*** Dataset entries

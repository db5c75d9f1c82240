//! socksrotor-core/src/codec/http_upstream.rs
//! Outbound HTTP CONNECT handshake (§4.3 "HTTP upstream"). Unlike the SOCKS
//! variants, the response has no length prefix: we have to buffer until we
//! see the blank line that ends the header block, which means any bytes we
//! read past it belong to the tunnel and must be handed back explicitly
//! rather than left in the socket.

use base64::Engine as _;
use tokio::io::{AsyncReadExt, AsyncWriteExt};
use tokio::net::TcpStream;

use crate::buffer::{BufferPair, HTTP_OR_DIRECT_CAPACITY, HTTP_OVERFLOW_FLOOR};
use crate::error::EngineError;
use crate::types::{ProxyEntry, Target};

pub struct HttpUpstream {
    pub stream: TcpStream,
    /// Bytes read past the header terminator; must be treated as the first
    /// chunk of tunneled data rather than discarded.
    pub leading_bytes: Vec<u8>,
}

pub async fn connect(entry: &ProxyEntry, target: &Target) -> Result<HttpUpstream, EngineError> {
    let mut stream = TcpStream::connect((entry.host.as_str(), entry.port))
        .await
        .map_err(EngineError::UpstreamConnect)?;
    // §6: HTTP-upstream sockets request widened SO_RCVBUF/SO_SNDBUF, matching
    // the 256 KiB buffer floor this path uses (buffer::HTTP_OR_DIRECT_CAPACITY).
    let sock = socket2::SockRef::from(&stream);
    let _ = sock.set_recv_buffer_size(262_144);
    let _ = sock.set_send_buffer_size(262_144);

    let host_header = format!("{}:{}", target.host, target.port);
    let mut request = format!("CONNECT {host_header} HTTP/1.1\r\nHost: {host_header}\r\n");
    if let (Some(user), Some(pass)) = (&entry.username, &entry.password) {
        let creds = base64::engine::general_purpose::STANDARD.encode(format!("{user}:{pass}"));
        request.push_str(&format!("Proxy-Authorization: Basic {creds}\r\n"));
    }
    request.push_str("Connection: keep-alive\r\nUser-Agent: socksrotor\r\n\r\n");

    stream
        .write_all(request.as_bytes())
        .await
        .map_err(EngineError::UpstreamConnect)?;

    let (status_line, leading_bytes) = read_response_headers(&mut stream).await?;

    // Presence of "200"/"407" anywhere in the status line, not a parsed
    // status code field — matches what real upstream proxies emit even
    // when the reason phrase is nonstandard.
    if status_line.contains("200") {
        Ok(HttpUpstream { stream, leading_bytes })
    } else if status_line.contains("407") {
        Err(EngineError::UpstreamAuthRequired)
    } else {
        Err(EngineError::UpstreamHandshake(format!("upstream refused CONNECT: {status_line}")))
    }
}

/// Reads in chunks until `\r\n\r\n` is seen, extracts the status line, and
/// returns any bytes read past the terminator in the same chunk.
///
/// Buffers through a `BufferPair` (C3) sized to the HTTP upstream floor
/// (§4.2). If an upstream never terminates its header block within that
/// capacity, this is the buffer-overflow case §4.2 describes: the capacity
/// is doubled (floored at 1 MiB) purely to record the overflow, and the
/// connection is torn down rather than given more chances to recover
/// mid-handshake.
async fn read_response_headers(stream: &mut TcpStream) -> Result<(String, Vec<u8>), EngineError> {
    let mut buf = BufferPair::new(HTTP_OR_DIRECT_CAPACITY);
    let mut scan_from = 0;
    let header_end = loop {
        let mut chunk = [0u8; 512];
        let n = stream
            .read(&mut chunk)
            .await
            .map_err(|e| EngineError::UpstreamHandshake(format!("reading CONNECT response: {e}")))?;
        if n == 0 {
            return Err(EngineError::UpstreamHandshake(
                "upstream closed connection before completing CONNECT response".into(),
            ));
        }
        if buf.input().len() + n > buf.input().capacity() {
            let doubled = (buf.input().capacity() * 2).max(HTTP_OVERFLOW_FLOOR);
            buf.ensure_capacity(doubled);
            return Err(EngineError::Resource(
                "CONNECT response header block overflowed the upstream buffer".into(),
            ));
        }
        buf.input_mut().extend_from_slice(&chunk[..n]);
        if let Some(pos) = find_header_terminator(buf.input(), scan_from) {
            break pos + 4;
        }
        scan_from = buf.input().len().saturating_sub(3);
    };

    let header_bytes = buf.input_mut().split_to(header_end);
    let leading_bytes = buf.input().to_vec();

    let status_line = header_bytes
        .split(|&b| b == b'\n')
        .next()
        .ok_or_else(|| EngineError::UpstreamHandshake("empty CONNECT response".into()))?;
    let status_line = String::from_utf8_lossy(status_line).trim_end().to_string();

    Ok((status_line, leading_bytes))
}

fn find_header_terminator(buf: &[u8], scan_from: usize) -> Option<usize> {
    buf.windows(4).skip(scan_from).position(|w| w == b"\r\n\r\n").map(|p| p + scan_from)
}

#[cfg(test)]
mod tests {
    use super::*;
    use tokio::io::AsyncReadExt as _;
    use tokio::net::TcpListener;

    #[tokio::test]
    async fn successful_connect_with_basic_auth() {
        let listener = TcpListener::bind("127.0.0.1:0").await.unwrap();
        let addr = listener.local_addr().unwrap();
        let server = tokio::spawn(async move {
            let (mut sock, _) = listener.accept().await.unwrap();
            let mut buf = vec![0u8; 4096];
            let n = sock.read(&mut buf).await.unwrap();
            let req = String::from_utf8_lossy(&buf[..n]);
            assert!(req.starts_with("CONNECT example.com:443 HTTP/1.1"));
            assert!(req.contains("Proxy-Authorization: Basic"));
            sock.write_all(b"HTTP/1.1 200 Connection Established\r\n\r\n")
                .await
                .unwrap();
        });

        let entry = ProxyEntry::new(crate::types::ProxyProtocol::Http, addr.ip().to_string(), addr.port())
            .with_credentials("alice", "hunter2");
        let target = Target { host: "example.com".into(), port: 443, addr_type: crate::types::AddrType::Domain };
        let result = connect(&entry, &target).await.unwrap();
        assert!(result.leading_bytes.is_empty());
        server.await.unwrap();
    }

    #[tokio::test]
    async fn bytes_sent_past_the_header_terminator_are_preserved() {
        let listener = TcpListener::bind("127.0.0.1:0").await.unwrap();
        let addr = listener.local_addr().unwrap();
        let server = tokio::spawn(async move {
            let (mut sock, _) = listener.accept().await.unwrap();
            let mut buf = vec![0u8; 4096];
            let _ = sock.read(&mut buf).await.unwrap();
            let mut response = b"HTTP/1.1 200 Connection Established\r\n\r\n".to_vec();
            response.extend_from_slice(b"tunneled-first-chunk");
            sock.write_all(&response).await.unwrap();
        });

        let entry = ProxyEntry::new(crate::types::ProxyProtocol::Http, addr.ip().to_string(), addr.port());
        let target = Target { host: "example.com".into(), port: 443, addr_type: crate::types::AddrType::Domain };
        let result = connect(&entry, &target).await.unwrap();
        assert_eq!(result.leading_bytes, b"tunneled-first-chunk");
        server.await.unwrap();
    }

    #[tokio::test]
    async fn proxy_auth_required_is_not_penalized() {
        let listener = TcpListener::bind("127.0.0.1:0").await.unwrap();
        let addr = listener.local_addr().unwrap();
        let server = tokio::spawn(async move {
            let (mut sock, _) = listener.accept().await.unwrap();
            let mut buf = vec![0u8; 4096];
            let _ = sock.read(&mut buf).await.unwrap();
            sock.write_all(b"HTTP/1.1 407 Proxy Authentication Required\r\n\r\n")
                .await
                .unwrap();
        });

        let entry = ProxyEntry::new(crate::types::ProxyProtocol::Http, addr.ip().to_string(), addr.port());
        let target = Target { host: "example.com".into(), port: 443, addr_type: crate::types::AddrType::Domain };
        let err = connect(&entry, &target).await.unwrap_err();
        assert!(matches!(err, EngineError::UpstreamAuthRequired));
        assert!(!err.penalizes_upstream());
        server.await.unwrap();
    }
}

******

* Exercise brief
Could you restate all of the lines above without altering a single word?

* Exercise answer
repository db5c75d9f1c82240
//! socksrotor-core/src/codec/http_upstream.rs
//! Outbound HTTP CONNECT handshake (§4.3 "HTTP upstream"). Unlike the SOCKS
//! variants, the response has no length prefix: we have to buffer until we
//! see the blank line that ends the header block, which means any bytes we
//! read past it belong to the tunnel and must be handed back explicitly
//! rather than left in the socket.

use base64::Engine as _;
use tokio::io::{AsyncReadExt, AsyncWriteExt};
use tokio::net::TcpStream;

use crate::buffer::{BufferPair, HTTP_OR_DIRECT_CAPACITY, HTTP_OVERFLOW_FLOOR};
use crate::error::EngineError;
use crate::types::{ProxyEntry, Target};

pub struct HttpUpstream {
    pub stream: TcpStream,
    /// Bytes read past the header terminator; must be treated as the first
    /// chunk of tunneled data rather than discarded.
    pub leading_bytes: Vec<u8>,
}

pub async fn connect(entry: &ProxyEntry, target: &Target) -> Result<HttpUpstream, EngineError> {
    let mut stream = TcpStream::connect((entry.host.as_str(), entry.port))
        .await
        .map_err(EngineError::UpstreamConnect)?;
    // §6: HTTP-upstream sockets request widened SO_RCVBUF/SO_SNDBUF, matching
    // the 256 KiB buffer floor this path uses (buffer::HTTP_OR_DIRECT_CAPACITY).
    let sock = socket2::SockRef::from(&stream);
    let _ = sock.set_recv_buffer_size(262_144);
    let _ = sock.set_send_buffer_size(262_144);

    let host_header = format!("{}:{}", target.host, target.port);
    let mut request = format!("CONNECT {host_header} HTTP/1.1\r\nHost: {host_header}\r\n");
    if let (Some(user), Some(pass)) = (&entry.username, &entry.password) {
        let creds = base64::engine::general_purpose::STANDARD.encode(format!("{user}:{pass}"));
        request.push_str(&format!("Proxy-Authorization: Basic {creds}\r\n"));
    }
    request.push_str("Connection: keep-alive\r\nUser-Agent: socksrotor\r\n\r\n");

    stream
        .write_all(request.as_bytes())
        .await
        .map_err(EngineError::UpstreamConnect)?;

    let (status_line, leading_bytes) = read_response_headers(&mut stream).await?;

    // Presence of "200"/"407" anywhere in the status line, not a parsed
    // status code field — matches what real upstream proxies emit even
    // when the reason phrase is nonstandard.
    if status_line.contains("200") {
        Ok(HttpUpstream { stream, leading_bytes })
    } else if status_line.contains("407") {
        Err(EngineError::UpstreamAuthRequired)
    } else {
        Err(EngineError::UpstreamHandshake(format!("upstream refused CONNECT: {status_line}")))
    }
}

/// Reads in chunks until `\r\n\r\n` is seen, extracts the status line, and
/// returns any bytes read past the terminator in the same chunk.
///
/// Buffers through a `BufferPair` (C3) sized to the HTTP upstream floor
/// (§4.2). If an upstream never terminates its header block within that
/// capacity, this is the buffer-overflow case §4.2 describes: the capacity
/// is doubled (floored at 1 MiB) purely to record the overflow, and the
/// connection is torn down rather than given more chances to recover
/// mid-handshake.
async fn read_response_headers(stream: &mut TcpStream) -> Result<(String, Vec<u8>), EngineError> {
    let mut buf = BufferPair::new(HTTP_OR_DIRECT_CAPACITY);
    let mut scan_from = 0;
    let header_end = loop {
        let mut chunk = [0u8; 512];
        let n = stream
            .read(&mut chunk)
            .await
            .map_err(|e| EngineError::UpstreamHandshake(format!("reading CONNECT response: {e}")))?;
        if n == 0 {
            return Err(EngineError::UpstreamHandshake(
                "upstream closed connection before completing CONNECT response".into(),
            ));
        }
        if buf.input().len() + n > buf.input().capacity() {
            let doubled = (buf.input().capacity() * 2).max(HTTP_OVERFLOW_FLOOR);
            buf.ensure_capacity(doubled);
            return Err(EngineError::Resource(
                "CONNECT response header block overflowed the upstream buffer".into(),
            ));
        }
        buf.input_mut().extend_from_slice(&chunk[..n]);
        if let Some(pos) = find_header_terminator(buf.input(), scan_from) {
            break pos + 4;
        }
        scan_from = buf.input().len().saturating_sub(3);
    };

    let header_bytes = buf.input_mut().split_to(header_end);
    let leading_bytes = buf.input().to_vec();

    let status_line = header_bytes
        .split(|&b| b == b'\n')
        .next()
        .ok_or_else(|| EngineError::UpstreamHandshake("empty CONNECT response".into()))?;
    let status_line = String::from_utf8_lossy(status_line).trim_end().to_string();

    Ok((status_line, leading_bytes))
}

fn find_header_terminator(buf: &[u8], scan_from: usize) -> Option<usize> {
    buf.windows(4).skip(scan_from).position(|w| w == b"\r\n\r\n").map(|p| p + scan_from)
}

#[cfg(test)]
mod tests {
    use super::*;
    use tokio::io::AsyncReadExt as _;
    use tokio::net::TcpListener;

    #[tokio::test]
    async fn successful_connect_with_basic_auth() {
        let listener = TcpListener::bind("127.0.0.1:0").await.unwrap();
        let addr = listener.local_addr().unwrap();
        let server = tokio::spawn(async move {
            let (mut sock, _) = listener.accept().await.unwrap();
            let mut buf = vec![0u8; 4096];
            let n = sock.read(&mut buf).await.unwrap();
            let req = String::from_utf8_lossy(&buf[..n]);
            assert!(req.starts_with("CONNECT example.com:443 HTTP/1.1"));
            assert!(req.contains("Proxy-Authorization: Basic"));
            sock.write_all(b"HTTP/1.1 200 Connection Established\r\n\r\n")
                .await
                .unwrap();
        });

        let entry = ProxyEntry::new(crate::types::ProxyProtocol::Http, addr.ip().to_string(), addr.port())
            .with_credentials("alice", "hunter2");
        let target = Target { host: "example.com".into(), port: 443, addr_type: crate::types::AddrType::Domain };
        let result = connect(&entry, &target).await.unwrap();
        assert!(result.leading_bytes.is_empty());
        server.await.unwrap();
    }

    #[tokio::test]
    async fn bytes_sent_past_the_header_terminator_are_preserved() {
        let listener = TcpListener::bind("127.0.0.1:0").await.unwrap();
        let addr = listener.local_addr().unwrap();
        let server = tokio::spawn(async move {
            let (mut sock, _) = listener.accept().await.unwrap();
            let mut buf = vec![0u8; 4096];
            let _ = sock.read(&mut buf).await.unwrap();
            let mut response = b"HTTP/1.1 200 Connection Established\r\n\r\n".to_vec();
            response.extend_from_slice(b"tunneled-first-chunk");
            sock.write_all(&response).await.unwrap();
        });

        let entry = ProxyEntry::new(crate::types::ProxyProtocol::Http, addr.ip().to_string(), addr.port());
        let target = Target { host: "example.com".into(), port: 443, addr_type: crate::types::AddrType::Domain };
        let result = connect(&entry, &target).await.unwrap();
        assert_eq!(result.leading_bytes, b"tunneled-first-chunk");
        server.await.unwrap();
    }

    #[tokio::test]
    async fn proxy_auth_required_is_not_penalized() {
        let listener = TcpListener::bind("127.0.0.1:0").await.unwrap();
        let addr = listener.local_addr().unwrap();
        let server = tokio::spawn(async move {
            let (mut sock, _) = listener.accept().await.unwrap();
            let mut buf = vec![0u8; 4096];
            let _ = sock.read(&mut buf).await.unwrap();
            sock.write_all(b"HTTP/1.1 407 Proxy Authentication Required\r\n\r\n")
                .await
                .unwrap();
        });

        let entry = ProxyEntry::new(crate::types::ProxyProtocol::Http, addr.ip().to_string(), addr.port());
        let target = Target { host: "example.com".into(), port: 443, addr_type: crate::types::AddrType::Domain };
        let err = connect(&entry, &target).await.unwrap_err();
        assert!(matches!(err, EngineError::UpstreamAuthRequired));
        assert!(!err.penalizes_upstream());
        server.await.unwrap();
    }
}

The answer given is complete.